# Anyone in Yorkshire and the Humber region?



## M2M (Sep 16, 2009)

Just wondered if there's anyone in Yorkshire who's with a fertility clinic that treats same-sex couples?

We've been to a seminar at the London Women's Clinic and really liked them, but the journey is a bit of a chore. We're in East Yorkshire and it's a 3-hour+ train journey plus Tube and finding a place to stay, not to mention having to take a whole day or two off work.

It may still be our best option and they seem like they're REALLY good with lesbian couples, but does anyone up here in Yorkshire know of another clinic which they can recommend as being good with lesbian couples?

Thanks in advance.


----------



## ♥JJ1♥ (Feb 11, 2006)

I can't give you any recommendations as I am all London!! but I thought that LWC had a branch in Darlington if that is closer, and CARE has one a branch in Manchester and they are very single / lesbian friendly at their other branches.  Leeds is a large centre centre. 

Good luck


----------



## nismat (Mar 7, 2005)

I would say that you definitely need to find a clinic closer to home - unless you get lucky and get pregnant within 1 or 2 goes, you will find all the travelling/time off work becomes really tedious - not to mention adding to stress levels, which is exactly what you don't want when TTC. For our son, I had to commute into London (approx 2hr journey) to LWC, and it was a real drag. Unless you are having completely natural, un-monitored IUI, you need to go to the clinic several times each cycle, so I honestly thing that LWC (London) is out of the question for you.

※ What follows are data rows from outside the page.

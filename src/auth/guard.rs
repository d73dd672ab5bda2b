//! Route gating decisions for protected views.
//!
//! SYSTEM CONTEXT
//! ==============
//! `components::protected_route` renders from these decisions; keeping them
//! as plain functions lets the redirect rules be tested without a router.
//! A pending session always yields `Pending`, never a redirect, so a reload
//! with a valid token does not bounce through the login page.

#[cfg(test)]
#[path = "guard_test.rs"]
mod guard_test;

use super::error::AuthError;
use crate::net::types::Role;
use crate::state::session::{Session, SessionStatus};

pub const LOGIN_ROUTE: &str = "/login";
pub const REGISTER_ROUTE: &str = "/register";
const NEXT_PARAM: &str = "next";

/// Who may see a view.
#[derive(Clone, Copy, Debug, PartialEq, Eq)]
pub enum RouteAccess {
    /// Any signed-in account.
    Authenticated,
    /// Only accounts of this role.
    Role(Role),
}

#[derive(Clone, Debug, PartialEq, Eq)]
pub enum GuardDecision {
    /// Session not settled; show a placeholder.
    Pending,
    Render,
    /// Anonymous visitor; replace the location with the login route.
    RedirectToLogin { to: String },
    /// Signed in with the wrong role; send the user to their own home.
    Denied { required: Role, redirect: String },
}

impl GuardDecision {
    /// Error to surface for a denial, if this is one.
    #[must_use]
    pub fn denial(&self) -> Option<AuthError> {
        match self {
            Self::Denied { required, .. } => Some(AuthError::Permission { required: *required }),
            _ => None,
        }
    }

    /// Location to navigate to, if any.
    #[must_use]
    pub fn redirect_target(&self) -> Option<&str> {
        match self {
            Self::RedirectToLogin { to } => Some(to),
            Self::Denied { redirect, .. } => Some(redirect),
            Self::Pending | Self::Render => None,
        }
    }
}

/// Decide what a guarded view should do for `session`.
///
/// `attempted` is the path the visitor asked for; it is carried to the login
/// route as `?next=` so a successful sign-in can return there.
#[must_use]
pub fn decide(session: &Session, access: RouteAccess, attempted: Option<&str>) -> GuardDecision {
    match session.status() {
        SessionStatus::Unresolved | SessionStatus::Resolving => GuardDecision::Pending,
        SessionStatus::Anonymous => GuardDecision::RedirectToLogin { to: login_route(attempted) },
        SessionStatus::Authenticated => {
            let Some(user) = session.user() else {
                return GuardDecision::RedirectToLogin { to: login_route(attempted) };
            };
            match access {
                RouteAccess::Role(required) if user.role != required => GuardDecision::Denied {
                    required,
                    redirect: user.role.home_path().to_owned(),
                },
                _ => GuardDecision::Render,
            }
        }
    }
}

/// Login route, with `next` when `attempted` is a safe return path.
#[must_use]
pub fn login_route(attempted: Option<&str>) -> String {
    match attempted.filter(|path| is_safe_return_path(path)) {
        Some(path) => format!("{LOGIN_ROUTE}?{NEXT_PARAM}={}", urlencoding::encode(path)),
        None => LOGIN_ROUTE.to_owned(),
    }
}

/// Where to go after signing in: the requested `next` path when safe and
/// open to `role`, otherwise the role's dashboard.
///
/// A `next` left over from another account's session (say `/candidate`
/// after a company signs in) would only bounce off the guard, so it is
/// dropped here.
#[must_use]
pub fn post_login_destination(next: Option<&str>, role: Role) -> String {
    next.filter(|path| is_safe_return_path(path) && !reserved_for_other_role(path, role))
        .map_or_else(|| role.home_path().to_owned(), str::to_owned)
}

fn reserved_for_other_role(path: &str, role: Role) -> bool {
    let other = match role {
        Role::Candidate => Role::Company,
        Role::Company => Role::Candidate,
    };
    let route = path.split(['?', '#']).next().unwrap_or_default();
    let home = other.home_path();
    route == home || route.strip_prefix(home).is_some_and(|rest| rest.starts_with('/'))
}

/// Same-origin absolute path that is not itself an auth page.
///
/// Rejects protocol-relative (`//host`) and backslash tricks so `next`
/// cannot send the user off-site. Control characters and whitespace are
/// refused outright: URL parsers drop tab and newline, which would turn
/// `/\t/host` into `//host`.
#[must_use]
pub fn is_safe_return_path(path: &str) -> bool {
    if path.chars().any(|c| c.is_control() || c.is_whitespace()) {
        return false;
    }
    if !path.starts_with('/') || path.starts_with("//") || path.contains('\\') || path.contains("://") {
        return false;
    }
    let route = path.split(['?', '#']).next().unwrap_or_default();
    route != LOGIN_ROUTE && route != REGISTER_ROUTE
}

I'm not Yorkshire-based (although I am a Yorkshire lass by origin ). However, I do know of Yorkshire lesbian couples who have variously used LWC Darlington, Leeds Reproductive Medicine Unit, and Care at Nottingham (travelling from S****horpe - this is Rosypie/Evelet who are on this forum). I wouldn't get too hung up on whether a clinic is "really good" with lesbian couples; I don't think that it's such a big deal now in selecting a clinic - pretty much all clinics have lesbian clients now (lots of gaybies everywhere!) so you are very unlikely to encounter any prejudice etc. And often the more provincial clinics are very happy indeed to treat lesbian couples, as they are coming for treatment because they need access to sperm, and don't generally have infertility issues. So you're likely to boost their success rate statistics! Since switching to our more local clinic, in an attempt to conceive a sibling, we've been so much happier than we were at LWC first time around. We weren't unhappy there, but it did feel much more like a conveyor-belt operation. At our current clinic, the care feels a lot more personal.

Basically, I would find out which are the nearest clinic options for you in travelling terms, visit a couple of them, then plump for the one where you feel most comfortable. A really good starting point is to use the HFEA website, initially simply to find out which clinics are local to you, and then to read about them more in depth.
http://www.hfea.gov.uk/

Good luck!

/links


----------



## b&amp;l (Oct 8, 2009)

Were in Leeds 

Our situation is slightly different though, Ben is post op F2M (also Bi) I am cisgendered female Bi and Queer.

Feel free to send us a PM if you want to chat?

Lea
xox


----------



## M2M (Sep 16, 2009)

Thank you JJ1, nismat and Lea for your replies. 

nismat, I am thinking you're probably right that travelling down to London will be too stressful. I've been looking at some of the closer options, such as LWC Darlington and CARE Nottingham. Both seem good. There's an IVF unit at my workplace but their website is very much geared towards talking about the "husband" and there are no stats whatsoever for IUI so I'm wondering whether they only cater for heterosexual couples who want to go down the IVF route.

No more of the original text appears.